RNA-seq analysis identifies unique transcriptional signatures in lungs of BLM-induced fibrotic mice. (A) Principal components analysis (PCA) of RNA-seq data from control and BLM-induced fibrotic mice. (B) Spearman correlation heatmap across all samples. (C) Volcano plot, visualizing the statistical difference of the differentially expression regions. (D-E) Pathway enrichment analysis of differentially expression regions between control and BLM-induced fibrotic mice. (F) Pathway activity inference of differentially expression regions between control and BLM-induced fibrotic mice. The observed activation of TNFa (G) and TGFb (H) is due to the fact that majority of its target genes with positive weights have positive t-values (1st quadrant), and the majority of the ones with negative weights have negative t-values (3d quadrant). (I) The dotplot illustrates the combined score and corresponding odds ratio for various signaling pathways, with a color gradient indicating the adjusted p-value. Yellow dots represent higher scores and odds ratios, while black dots indicate lower scores and ratios. (J) This GSEA plot presents a gene set enrichment analysis for the term “EPITHELIAL_MESENCHYMAL_TRANSITION,” focusing on the enrichment score and ranked metric across different ranks. The enrichment score shows a significant peak at the beginning, indicating high enrichment. (K) The barplot illustrates the activity levels of transcript factor in response to BLM, with each column representing a different transcript factor and each row indicating the activity level. Higher activity level is represented by red, while lower activity level is depicted in blue. (L) The TF-Gene co-regulatory network for Spi1, Spic, Jun and Mafb
Our pathway enrichment analysis showed BLM treatment upregulates immune-related pathways, including “Neutrophil Degranulation” and “Innate Immune System,” suggesting immune response disruption. It also induces “Epithelial Mesenchymal Transition” and impacts “Extracellular Matrix Organization,” affecting cell behavior and tissue homeostasis (Fig. 4D). BLM treatment reduced pathways like “Salivary secretion” and “Surfactant Metabolism Diseases,” indicating suppression of secretion and metabolic functions. Alterations in pathways like “cGMP-PKG signaling” highlight the intricate effects of BLM on cellular signaling (Fig. 4E).
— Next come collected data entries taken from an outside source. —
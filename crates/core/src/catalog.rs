//! The thirteen standard NFFL fuel models.
//!
//! Each entry carries the stylized loadings, surface-to-volume ratios,
//! dead extinction moisture and bed depth published for the Northern
//! Forest Fire Laboratory models. [`StandardFuelModel::build`] turns an
//! entry into a ready [`FuelComplex`]; only moisture inputs remain to be
//! supplied before evaluation.

use serde::{Deserialize, Serialize};

use crate::complex::FuelComplex;
use crate::core_types::{Category, FuelParticle, SizeClass};
use crate::physics::WeightingMethod;

/// One particle slot of a catalog entry: σ (1/ft) and loading (lb/ft²).
struct ClassSpec {
    category: Category,
    size_class: SizeClass,
    sigma: f64,
    loading: f64,
}

struct ModelSpec {
    classes: &'static [ClassSpec],
    dead_extinction_moisture: f64,
    depth: f64,
}

const fn dead(size_class: SizeClass, sigma: f64, loading: f64) -> ClassSpec {
    ClassSpec {
        category: Category::Dead,
        size_class,
        sigma,
        loading,
    }
}

const fn live(sigma: f64, loading: f64) -> ClassSpec {
    ClassSpec {
        category: Category::Live,
        size_class: SizeClass::OneHour,
        sigma,
        loading,
    }
}

static SPECS: [ModelSpec; 13] = [
    // 1: short grass
    ModelSpec {
        classes: &[dead(SizeClass::OneHour, 3500.0, 0.034)],
        dead_extinction_moisture: 0.12,
        depth: 1.0,
    },
    // 2: timber grass and understory
    ModelSpec {
        classes: &[
            dead(SizeClass::OneHour, 3000.0, 0.092),
            dead(SizeClass::TenHour, 109.0, 0.046),
            dead(SizeClass::HundredHour, 30.0, 0.023),
            live(1500.0, 0.023),
        ],
        dead_extinction_moisture: 0.15,
        depth: 1.0,
    },
    // 3: tall grass
    ModelSpec {
        classes: &[dead(SizeClass::OneHour, 1500.0, 0.138)],
        dead_extinction_moisture: 0.25,
        depth: 2.5,
    },
    // 4: chaparral
    ModelSpec {
        classes: &[
            dead(SizeClass::OneHour, 2000.0, 0.230),
            dead(SizeClass::TenHour, 109.0, 0.184),
            dead(SizeClass::HundredHour, 30.0, 0.092),
            live(1500.0, 0.230),
        ],
        dead_extinction_moisture: 0.20,
        depth: 6.0,
    },
    // 5: brush
    ModelSpec {
        classes: &[
            dead(SizeClass::OneHour, 2000.0, 0.046),
            dead(SizeClass::TenHour, 109.0, 0.023),
            live(1500.0, 0.092),
        ],
        dead_extinction_moisture: 0.20,
        depth: 2.0,
    },
    // 6: dormant brush
    ModelSpec {
        classes: &[
            dead(SizeClass::OneHour, 1750.0, 0.069),
            dead(SizeClass::TenHour, 109.0, 0.115),
            dead(SizeClass::HundredHour, 30.0, 0.092),
        ],
        dead_extinction_moisture: 0.25,
        depth: 2.5,
    },
    // 7: southern rough
    ModelSpec {
        classes: &[
            dead(SizeClass::OneHour, 1750.0, 0.052),
            dead(SizeClass::TenHour, 109.0, 0.086),
            dead(SizeClass::HundredHour, 30.0, 0.069),
            live(1550.0, 0.017),
        ],
        dead_extinction_moisture: 0.40,
        depth: 2.5,
    },
    // 8: closed timber litter
    ModelSpec {
        classes: &[
            dead(SizeClass::OneHour, 2000.0, 0.069),
            dead(SizeClass::TenHour, 109.0, 0.046),
            dead(SizeClass::HundredHour, 30.0, 0.115),
        ],
        dead_extinction_moisture: 0.30,
        depth: 0.2,
    },
    // 9: hardwood litter
    ModelSpec {
        classes: &[
            dead(SizeClass::OneHour, 2500.0, 0.134),
            dead(SizeClass::TenHour, 109.0, 0.019),
            dead(SizeClass::HundredHour, 30.0, 0.007),
        ],
        dead_extinction_moisture: 0.25,
        depth: 0.2,
    },
    // 10: timber litter and understory
    ModelSpec {
        classes: &[
            dead(SizeClass::OneHour, 2000.0, 0.138),
            dead(SizeClass::TenHour, 109.0, 0.092),
            dead(SizeClass::HundredHour, 30.0, 0.230),
            live(1500.0, 0.092),
        ],
        dead_extinction_moisture: 0.25,
        depth: 1.0,
    },
    // 11: light logging slash
    ModelSpec {
        classes: &[
            dead(SizeClass::OneHour, 1500.0, 0.069),
            dead(SizeClass::TenHour, 109.0, 0.207),
            dead(SizeClass::HundredHour, 30.0, 0.253),
        ],
        dead_extinction_moisture: 0.15,
        depth: 1.0,
    },
    // 12: medium logging slash
    ModelSpec {
        classes: &[
            dead(SizeClass::OneHour, 1500.0, 0.184),
            dead(SizeClass::TenHour, 109.0, 0.644),
            dead(SizeClass::HundredHour, 30.0, 0.759),
        ],
        dead_extinction_moisture: 0.20,
        depth: 2.3,
    },
    // 13: heavy logging slash
    ModelSpec {
        classes: &[
            dead(SizeClass::OneHour, 1500.0, 0.322),
            dead(SizeClass::TenHour, 109.0, 1.058),
            dead(SizeClass::HundredHour, 30.0, 1.288),
        ],
        dead_extinction_moisture: 0.25,
        depth: 3.0,
    },
];

/// A standard NFFL fuel model, numbered 1 through 13.
#[derive(Debug, Clone, Copy, PartialEq, Eq, PartialOrd, Ord, Hash, Serialize, Deserialize)]
pub enum StandardFuelModel {
    /// Model 1, short grass (1 ft).
    ShortGrass,
    /// Model 2, timber with a grass understory.
    TimberGrassUnderstory,
    /// Model 3, tall grass (2.5 ft).
    TallGrass,
    /// Model 4, chaparral (6 ft).
    Chaparral,
    /// Model 5, brush (2 ft).
    Brush,
    /// Model 6, dormant brush and hardwood slash.
    DormantBrush,
    /// Model 7, southern rough.
    SouthernRough,
    /// Model 8, closed timber litter.
    ClosedTimberLitter,
    /// Model 9, hardwood litter.
    HardwoodLitter,
    /// Model 10, timber litter with understory.
    TimberLitterUnderstory,
    /// Model 11, light logging slash.
    LightLoggingSlash,
    /// Model 12, medium logging slash.
    MediumLoggingSlash,
    /// Model 13, heavy logging slash.
    HeavyLoggingSlash,
}

impl StandardFuelModel {
    /// All thirteen models in catalog order.
    pub const ALL: [StandardFuelModel; 13] = [
        Self::ShortGrass,
        Self::TimberGrassUnderstory,
        Self::TallGrass,
        Self::Chaparral,
        Self::Brush,
        Self::DormantBrush,
        Self::SouthernRough,
        Self::ClosedTimberLitter,
        Self::HardwoodLitter,
        Self::TimberLitterUnderstory,
        Self::LightLoggingSlash,
        Self::MediumLoggingSlash,
        Self::HeavyLoggingSlash,
    ];

    /// Look up a model by its catalog number (1 through 13).
    pub fn from_number(number: u8) -> Option<Self> {
        match number {
            1..=13 => Some(Self::ALL[usize::from(number) - 1]),
            _ => None,
        }
    }

    /// The catalog number, 1 through 13.
    pub fn number(self) -> u8 {
        match self {
            Self::ShortGrass => 1,
            Self::TimberGrassUnderstory => 2,
            Self::TallGrass => 3,
            Self::Chaparral => 4,
            Self::Brush => 5,
            Self::DormantBrush => 6,
            Self::SouthernRough => 7,
            Self::ClosedTimberLitter => 8,
            Self::HardwoodLitter => 9,
            Self::TimberLitterUnderstory => 10,
            Self::LightLoggingSlash => 11,
            Self::MediumLoggingSlash => 12,
            Self::HeavyLoggingSlash => 13,
        }
    }

    /// The conventional descriptive name.
    pub fn name(self) -> &'static str {
        match self {
            Self::ShortGrass => "short grass",
            Self::TimberGrassUnderstory => "timber grass and understory",
            Self::TallGrass => "tall grass",
            Self::Chaparral => "chaparral",
            Self::Brush => "brush",
            Self::DormantBrush => "dormant brush, hardwood slash",
            Self::SouthernRough => "southern rough",
            Self::ClosedTimberLitter => "closed timber litter",
            Self::HardwoodLitter => "hardwood litter",
            Self::TimberLitterUnderstory => "timber litter and understory",
            Self::LightLoggingSlash => "light logging slash",
            Self::MediumLoggingSlash => "medium logging slash",
            Self::HeavyLoggingSlash => "heavy logging slash",
        }
    }

    /// Assemble the catalog entry into a fuel complex under the given
    /// weighting method.
    ///
    /// Moistures are left unset; callers supply them before evaluation.
    ///
    /// # Panics
    ///
    /// Never panics in practice: the catalog constants are all strictly
    /// positive.
    pub fn build(self, method: WeightingMethod) -> FuelComplex {
        let spec = self.spec();
        let mut fuel = FuelComplex::new(method);
        for class in spec.classes {
            let particle = FuelParticle::new(method, class.sigma, class.loading)
                .expect("catalog constants are valid");
            fuel.set_particle(class.category, class.size_class, particle)
                .expect("catalog particles share the complex method");
        }
        fuel.set_extinction_moisture(Category::Dead, spec.dead_extinction_moisture)
            .expect("catalog extinction moistures are positive");
        fuel.set_depth(spec.depth)
            .expect("catalog depths are positive");
        fuel
    }

    fn spec(self) -> &'static ModelSpec {
        &SPECS[usize::from(self.number()) - 1]
    }
}

impl std::fmt::Display for StandardFuelModel {
    fn fmt(&self, f: &mut std::fmt::Formatter<'_>) -> std::fmt::Result {
        write!(f, "NFFL {} ({})", self.number(), self.name())
    }
}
To enhance the robustness of pathway enrichment analyses, we applied a multivariate linear model (MLM) incorporating pathway-specific gene weights from the PROGENy database [41]. We observed the activation of several immunologically relevant pathways in response to BLM treatment, including the TNFα, NFκB, and JAK-STAT signaling pathways (Fig. 4F). Within the TNF signaling cascade, key effectors such as TNF Alpha Induced Proteins (Tnfaip3), chemokines (Cxcl1 and Cxcl2), and proteases (Mmp12 and Ctss) exhibited significant upregulation following BLM exposure (Fig. 4G). The TGFβ pathway was substantially activated, leading to a marked increase in the expression of extracellular matrix genes, such as Fn1 and Col1a1 (Fig. 4H). In addition to validating the results obtained from traditional pathway enrichment analysis, the MLM further expanded our understanding of the molecular pathways implicated in BLM-induced lung fibrosis. Notably, the WNT pathway, which is known to regulate stem cell proliferation, as well as the VEGF and hypoxia pathways, which are crucial for angiogenesis, were identified as prominently activated in response to BLM treatment (Fig. 4F).
To further investigate the functional implications of the DEGs, we performed gene set enrichment analysis using the Hallmark gene sets from the MsigDB database [39]. This analysis revealed significant enrichment of pathways related to epithelial-to-mesenchymal transition (Fig. 4I-J), JAK-STAT signaling, angiogenesis, hypoxia, TNFα signaling, inflammatory response, apoptosis, and WNT signaling (Fig. 4I). These findings were in concordance with the results of our pathway enrichment analysis.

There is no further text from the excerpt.